[Collected data]
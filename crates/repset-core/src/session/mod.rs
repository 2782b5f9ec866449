//! Workout sessions.
//!
//! - `state.rs` - phases and accumulated progress
//! - `machine.rs` - pure transitions and the effects they request
//! - `timer.rs` - countdown generations
//! - `summary.rs` - the persisted record of a finished session
//! - `engine.rs` - ties the above to the injected collaborators

mod engine;
mod machine;
mod state;
mod summary;
mod timer;

pub use engine::{PersistOutcome, SessionDeps, SessionEngine};
pub use machine::{SessionEffect, SessionEvent, Transition, transition};
pub use state::{PendingSeries, RestKind, SessionPhase, SessionState, SessionTimings};
pub use summary::SessionSummaryBuilder;
pub use timer::{Countdown, TimerToken};
//! Pure session transitions.
//!
//! [`transition`] maps a state and an event to the next state plus the side
//! effects to run. It never touches timers, storage or feedback itself;
//! [`SessionEngine`](super::SessionEngine) interprets the effects.

use repset_model::{MAX_RPE, Routine, RpePolicy};
use repset_normalization::parse_rest_seconds;

use super::state::{PendingSeries, RestKind, SessionPhase, SessionState};
use crate::collaborators::FeedbackKind;

/// Something the user or the clock did.
#[derive(Debug, Clone, Copy, PartialEq, Eq)]
pub enum SessionEvent {
    /// The user finished the current series.
    CompleteSeries { rpe_policy: RpePolicy },
    /// One second elapsed on the armed countdown.
    Tick,
    /// The user ended the rest early.
    CompleteRest,
    SkipPreparation,
    /// RPE for the pending series; clamped to `0..=10`.
    SaveRpe(i64),
    /// Add (or remove, when negative) seconds from the running rest.
    AdjustRest(i64),
}

/// Side effect requested by a transition.
#[derive(Debug, Clone, Copy, PartialEq, Eq)]
pub enum SessionEffect {
    /// Start a fresh one-second countdown, replacing any armed one.
    ArmTimer,
    DisarmTimer,
    Feedback(FeedbackKind),
    /// Build the summary and save it.
    PersistSummary,
}

#[derive(Debug, Clone, PartialEq)]
pub struct Transition {
    pub state: SessionState,
    pub effects: Vec<SessionEffect>,
}

/// Apply one event.
///
/// Events that make no sense in the current phase leave the state unchanged
/// and produce no effects.
pub fn transition(state: SessionState, event: SessionEvent, routine: &Routine) -> Transition {
    let mut step = Step {
        state,
        effects: Vec::new(),
        routine,
    };

    match event {
        SessionEvent::CompleteSeries { rpe_policy } => step.complete_series(rpe_policy),
        SessionEvent::Tick => step.tick(),
        SessionEvent::CompleteRest => step.complete_rest(),
        SessionEvent::SkipPreparation => step.skip_preparation(),
        SessionEvent::SaveRpe(value) => step.save_rpe(value),
        SessionEvent::AdjustRest(delta) => step.adjust_rest(delta),
    }

    Transition {
        state: step.state,
        effects: step.effects,
    }
}

struct Step<'a> {
    state: SessionState,
    effects: Vec<SessionEffect>,
    routine: &'a Routine,
}

impl Step<'_> {
    fn complete_series(&mut self, rpe_policy: RpePolicy) {
        if self.state.phase != SessionPhase::Active {
            tracing::debug!(phase = ?self.state.phase, "complete series ignored");
            return;
        }
        let routine = self.routine;
        let exercise_idx = self.state.current_exercise_index;
        let series_idx = self.state.current_series_index;
        let Some(exercise) = routine.exercises.get(exercise_idx) else {
            return;
        };
        let Some(planned) = exercise.series.get(series_idx) else {
            return;
        };

        let recorded = planned.with_rpe(planned.rpe);
        if let Some(completed) = self.state.completed_exercises.get_mut(exercise_idx) {
            completed.push(repset_model::CompletedSeries {
                series_index: series_idx,
                series: recorded,
            });
        }
        self.effects
            .push(SessionEffect::Feedback(FeedbackKind::SeriesComplete));

        let is_last_working_set = exercise.series[series_idx + 1..]
            .iter()
            .all(repset_model::Series::is_warm_up);
        if rpe_policy.requires_capture(planned.series_type, is_last_working_set) {
            self.state.rpe = planned.rpe.to_string();
            self.state.phase = SessionPhase::PendingRpe(PendingSeries {
                exercise_idx,
                series_idx,
            });
            return;
        }

        self.advance();
    }

    fn save_rpe(&mut self, value: i64) {
        let SessionPhase::PendingRpe(pending) = self.state.phase else {
            tracing::debug!(phase = ?self.state.phase, "save rpe ignored");
            return;
        };
        let rpe = value.clamp(0, i64::from(MAX_RPE)) as u8;
        let entry = self
            .state
            .completed_exercises
            .get_mut(pending.exercise_idx)
            .and_then(|completed| {
                completed
                    .iter_mut()
                    .rev()
                    .find(|c| c.series_index == pending.series_idx)
            });
        if let Some(entry) = entry {
            entry.series = entry.series.with_rpe(rpe);
        }

        self.state.rpe.clear();
        self.advance();
    }

    /// Move past the series just completed: rest, next series, next
    /// exercise, or finish.
    fn advance(&mut self) {
        let routine = self.routine;
        let exercise_idx = self.state.current_exercise_index;
        let series_idx = self.state.current_series_index;
        let Some(exercise) = routine.exercises.get(exercise_idx) else {
            self.finish();
            return;
        };

        if series_idx + 1 < exercise.series.len() {
            let rest = parse_rest_seconds(&exercise.series[series_idx].rest);
            if rest > 0 {
                self.rest(RestKind::Series, rest);
            } else {
                self.state.current_series_index += 1;
                self.state.phase = SessionPhase::Active;
            }
        } else if exercise_idx + 1 < routine.exercises.len() {
            let rest = exercise.rest_between_exercises;
            if rest > 0 {
                self.rest(RestKind::Exercise, rest);
            } else {
                self.next_exercise();
                self.state.phase = SessionPhase::Active;
            }
        } else {
            self.finish();
        }
    }

    fn rest(&mut self, kind: RestKind, seconds: u32) {
        self.state.phase = SessionPhase::Resting {
            kind,
            remaining: seconds,
            elapsed: 0,
        };
        self.effects.push(SessionEffect::ArmTimer);
    }

    fn next_exercise(&mut self) {
        self.state.current_exercise_index += 1;
        self.state.current_series_index = 0;
    }

    fn finish(&mut self) {
        self.state.phase = SessionPhase::Finished;
        self.effects.push(SessionEffect::DisarmTimer);
        self.effects
            .push(SessionEffect::Feedback(FeedbackKind::SessionFinished));
        self.effects.push(SessionEffect::PersistSummary);
    }

    fn tick(&mut self) {
        match self.state.phase {
            SessionPhase::Preparing { remaining } => {
                let remaining = remaining.saturating_sub(1);
                if remaining == 0 {
                    self.end_preparation();
                } else {
                    self.state.phase = SessionPhase::Preparing { remaining };
                }
            }
            SessionPhase::Resting {
                kind,
                remaining,
                elapsed,
            } => {
                if remaining > 0 {
                    self.state.phase = SessionPhase::Resting {
                        kind,
                        remaining: remaining - 1,
                        elapsed: elapsed.saturating_add(1),
                    };
                }
                if self.state.rest_time() == 0 {
                    self.complete_rest();
                }
            }
            _ => {}
        }
    }

    fn complete_rest(&mut self) {
        let SessionPhase::Resting { kind, elapsed, .. } = self.state.phase else {
            tracing::debug!(phase = ?self.state.phase, "complete rest ignored");
            return;
        };

        let timings = &mut self.state.timings;
        match kind {
            RestKind::Series => {
                timings.rest_series_seconds += u64::from(elapsed);
                self.state.current_series_index += 1;
            }
            RestKind::Exercise => {
                timings.rest_between_exercises_seconds += u64::from(elapsed);
                self.next_exercise();
            }
        }
        self.effects.push(SessionEffect::DisarmTimer);
        self.effects
            .push(SessionEffect::Feedback(FeedbackKind::RestComplete));

        if self.state.current_exercise_index >= self.routine.exercises.len() {
            self.finish();
        } else {
            self.state.phase = SessionPhase::Active;
        }
    }

    fn skip_preparation(&mut self) {
        if self.state.is_preparation() {
            self.end_preparation();
        }
    }

    fn end_preparation(&mut self) {
        self.state.phase = SessionPhase::Active;
        self.effects.push(SessionEffect::DisarmTimer);
    }

    fn adjust_rest(&mut self, delta: i64) {
        if let SessionPhase::Resting {
            kind,
            remaining,
            elapsed,
        } = self.state.phase
        {
            let adjusted = i64::from(remaining)
                .saturating_add(delta)
                .clamp(0, i64::from(u32::MAX));
            let adjusted = u32::try_from(adjusted).unwrap_or(u32::MAX);
            self.state.phase = SessionPhase::Resting {
                kind,
                remaining: adjusted,
                elapsed,
            };
        }
    }
}

#[cfg(test)]
mod tests {
    use super::*;
    use chrono::{TimeZone, Utc};
    use repset_model::{Exercise, Series, SeriesType, UnitType};

    fn series(rest: &str, series_type: SeriesType) -> Series {
        Series {
            unit_type: UnitType::Reps,
            weight: 0.0,
            reps: Some(10),
            duration: None,
            distance: None,
            note: String::new(),
            rest: rest.to_string(),
            rpe: 7,
            series_type,
        }
    }

    fn routine(exercises: Vec<Exercise>) -> Routine {
        let at = Utc.with_ymd_and_hms(2024, 1, 1, 0, 0, 0).unwrap();
        exercises
            .into_iter()
            .fold(Routine::new("r", "Test", at), Routine::with_exercise)
    }

    fn apply(state: SessionState, event: SessionEvent, routine: &Routine) -> Transition {
        transition(state, event, routine)
    }

    const NEVER: SessionEvent = SessionEvent::CompleteSeries {
        rpe_policy: RpePolicy::Never,
    };

    #[test]
    fn series_with_rest_enters_series_rest() {
        let routine = routine(vec![Exercise::new(
            "Push-up",
            "push-up",
            vec![
                series("1:00", SeriesType::WorkingSet),
                series("", SeriesType::WorkingSet),
            ],
            0,
        )]);
        let next = apply(SessionState::start(&routine), NEVER, &routine);
        assert_eq!(next.state.rest_type(), Some(RestKind::Series));
        assert_eq!(next.state.rest_time(), 60);
        assert!(next.effects.contains(&SessionEffect::ArmTimer));
    }

    #[test]
    fn zero_rest_moves_straight_to_next_series() {
        let routine = routine(vec![Exercise::new(
            "Push-up",
            "push-up",
            vec![
                series("", SeriesType::WorkingSet),
                series("", SeriesType::WorkingSet),
            ],
            0,
        )]);
        let next = apply(SessionState::start(&routine), NEVER, &routine);
        assert_eq!(next.state.phase, SessionPhase::Active);
        assert_eq!(next.state.current_series_index, 1);
        assert!(!next.effects.contains(&SessionEffect::ArmTimer));
    }

    #[test]
    fn events_out_of_phase_are_ignored() {
        let routine = routine(vec![Exercise::new(
            "Plank",
            "plank",
            vec![series("", SeriesType::WorkingSet)],
            0,
        )]);
        let start = SessionState::start(&routine);
        for event in [
            SessionEvent::Tick,
            SessionEvent::CompleteRest,
            SessionEvent::SkipPreparation,
            SessionEvent::SaveRpe(8),
            SessionEvent::AdjustRest(30),
        ] {
            let next = apply(start.clone(), event, &routine);
            assert_eq!(next.state, start, "{event:?}");
            assert!(next.effects.is_empty(), "{event:?}");
        }
    }

    #[test]
    fn adjust_rest_clamps_at_zero() {
        let routine = routine(vec![Exercise::new(
            "Row",
            "row",
            vec![
                series("0:20", SeriesType::WorkingSet),
                series("", SeriesType::WorkingSet),
            ],
            0,
        )]);
        let resting = apply(SessionState::start(&routine), NEVER, &routine).state;
        let longer = apply(resting.clone(), SessionEvent::AdjustRest(15), &routine).state;
        assert_eq!(longer.rest_time(), 35);
        let shorter = apply(resting, SessionEvent::AdjustRest(-90), &routine).state;
        assert_eq!(shorter.rest_time(), 0);
        assert!(shorter.is_resting());
    }

    #[test]
    fn adjust_rest_saturates_on_extreme_deltas() {
        let routine = routine(vec![Exercise::new(
            "Row",
            "row",
            vec![
                series("0:30", SeriesType::WorkingSet),
                series("", SeriesType::WorkingSet),
            ],
            0,
        )]);
        let resting = apply(SessionState::start(&routine), NEVER, &routine).state;

        let longest = apply(resting.clone(), SessionEvent::AdjustRest(i64::MAX), &routine).state;
        assert_eq!(longest.rest_time(), u32::MAX);
        assert_eq!(longest.rest_type(), Some(RestKind::Series));

        let shortest = apply(resting, SessionEvent::AdjustRest(i64::MIN), &routine).state;
        assert_eq!(shortest.rest_time(), 0);
        assert!(shortest.is_resting());
    }

    #[test]
    fn rest_that_reaches_zero_completes_on_the_tick() {
        let routine = routine(vec![Exercise::new(
            "Row",
            "row",
            vec![
                series("0:02", SeriesType::WorkingSet),
                series("", SeriesType::WorkingSet),
            ],
            0,
        )]);
        let mut state = apply(SessionState::start(&routine), NEVER, &routine).state;
        state = apply(state, SessionEvent::Tick, &routine).state;
        assert_eq!(state.rest_time(), 1);
        let next = apply(state, SessionEvent::Tick, &routine);
        assert_eq!(next.state.phase, SessionPhase::Active);
        assert_eq!(next.state.current_series_index, 1);
        assert_eq!(next.state.timings.rest_series_seconds, 2);
        assert!(
            next.effects
                .contains(&SessionEffect::Feedback(FeedbackKind::RestComplete))
        );
    }
}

**Task description**. Bring together all lines of the entries above in which the string "longer" occurs.

**Reply to the exercise**.
        let longer = apply(resting.clone(), SessionEvent::AdjustRest(15), &routine).state;
        assert_eq!(longer.rest_time(), 35);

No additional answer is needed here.